→ **Exercise aim**
The first line of the entries through the line bearing "and fee schedules.": copy these lines exactly and return nothing else.

Data extracted from a collection
━━━

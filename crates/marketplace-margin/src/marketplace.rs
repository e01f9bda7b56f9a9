use serde::{Deserialize, Serialize};
use std::fmt;
use std::str::FromStr;

/// Sales channels with their own commission and fee schedules.
#[derive(Debug, Clone, Copy, PartialEq, Eq, Hash, PartialOrd, Ord, Serialize, Deserialize)]
pub enum Marketplace {
    #[serde(rename = "Mercado Livre", alias = "mercado_livre")]
    MercadoLivre,
    #[serde(alias = "shopee")]
    Shopee,
    #[serde(alias = "magalu")]
    Magalu,
    #[serde(rename = "B2W", alias = "b2w")]
    B2w,
    #[serde(alias = "amazon")]
    Amazon,
}

impl Marketplace {
    pub const ALL: [Marketplace; 5] = [
        Marketplace::MercadoLivre,
        Marketplace::Shopee,
        Marketplace::Magalu,
        Marketplace::B2w,
        Marketplace::Amazon,
    ];

    /// Display label, also used as the key in persisted rule documents.
    pub fn label(&self) -> &'static str {
        match self {
            Marketplace::MercadoLivre => "Mercado Livre",
            Marketplace::Shopee => "Shopee",
            Marketplace::Magalu => "Magalu",
            Marketplace::B2w => "B2W",
            Marketplace::Amazon => "Amazon",
        }
    }

    pub fn slug(&self) -> &'static str {
        match self {
            Marketplace::MercadoLivre => "mercado-livre",
            Marketplace::Shopee => "shopee",
            Marketplace::Magalu => "magalu",
            Marketplace::B2w => "b2w",
            Marketplace::Amazon => "amazon",
        }
    }

    /// Marketplaces whose commission depends on a free-text category.
    pub fn uses_categories(&self) -> bool {
        matches!(self, Marketplace::B2w | Marketplace::Amazon)
    }
}

impl fmt::Display for Marketplace {
    fn fmt(&self, f: &mut fmt::Formatter<'_>) -> fmt::Result {
        f.write_str(self.label())
    }
}

#[derive(Debug, Clone, PartialEq, Eq, thiserror::Error)]
#[error("unknown marketplace '{0}'")]
pub struct UnknownMarketplace(pub String);

impl FromStr for Marketplace {
    type Err = UnknownMarketplace;

    fn from_str(value: &str) -> Result<Self, Self::Err> {
        let normalized: String = value
            .trim()
            .chars()
            .filter(|c| c.is_alphanumeric())
            .collect::<String>()
            .to_ascii_lowercase();

        match normalized.as_str() {
            "mercadolivre" | "ml" => Ok(Marketplace::MercadoLivre),
            "shopee" => Ok(Marketplace::Shopee),
            "magalu" | "magazineluiza" => Ok(Marketplace::Magalu),
            "b2w" | "americanas" => Ok(Marketplace::B2w),
            "amazon" => Ok(Marketplace::Amazon),
            _ => Err(UnknownMarketplace(value.to_string())),
        }
    }
}

/// Listing type on Mercado Livre; selects the commission rate.
#[derive(Debug, Clone, Copy, Default, PartialEq, Eq, Hash, Serialize, Deserialize)]
pub enum MercadoLivreAdType {
    #[default]
    #[serde(rename = "Clássico", alias = "Classic", alias = "classic")]
    Classic,
    #[serde(alias = "premium")]
    Premium,
}

impl MercadoLivreAdType {
    pub fn label(&self) -> &'static str {
        match self {
            MercadoLivreAdType::Classic => "Clássico",
            MercadoLivreAdType::Premium => "Premium",
        }
    }
}

impl FromStr for MercadoLivreAdType {
    type Err = String;

    fn from_str(value: &str) -> Result<Self, Self::Err> {
        match value.trim().to_lowercase().as_str() {
            "classic" | "clássico" | "classico" => Ok(MercadoLivreAdType::Classic),
            "premium" => Ok(MercadoLivreAdType::Premium),
            other => Err(format!("unknown ad type '{other}' (expected classic or premium)")),
        }
    }
}
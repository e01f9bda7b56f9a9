//! Service facade and HTTP routes over the engine and stores.

pub mod pricing;
pub mod router;

pub use pricing::{MarketplaceQuote, PricingService, PricingServiceError};
pub use router::pricing_router;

━━━

→ **Output of the task**
filename crates/marketplace-margin/src/marketplace.rs
repository e01f9bda7b56f9a9
use serde::{Deserialize, Serialize};
use std::fmt;
use std::str::FromStr;

/// Sales channels with their own commission and fee schedules.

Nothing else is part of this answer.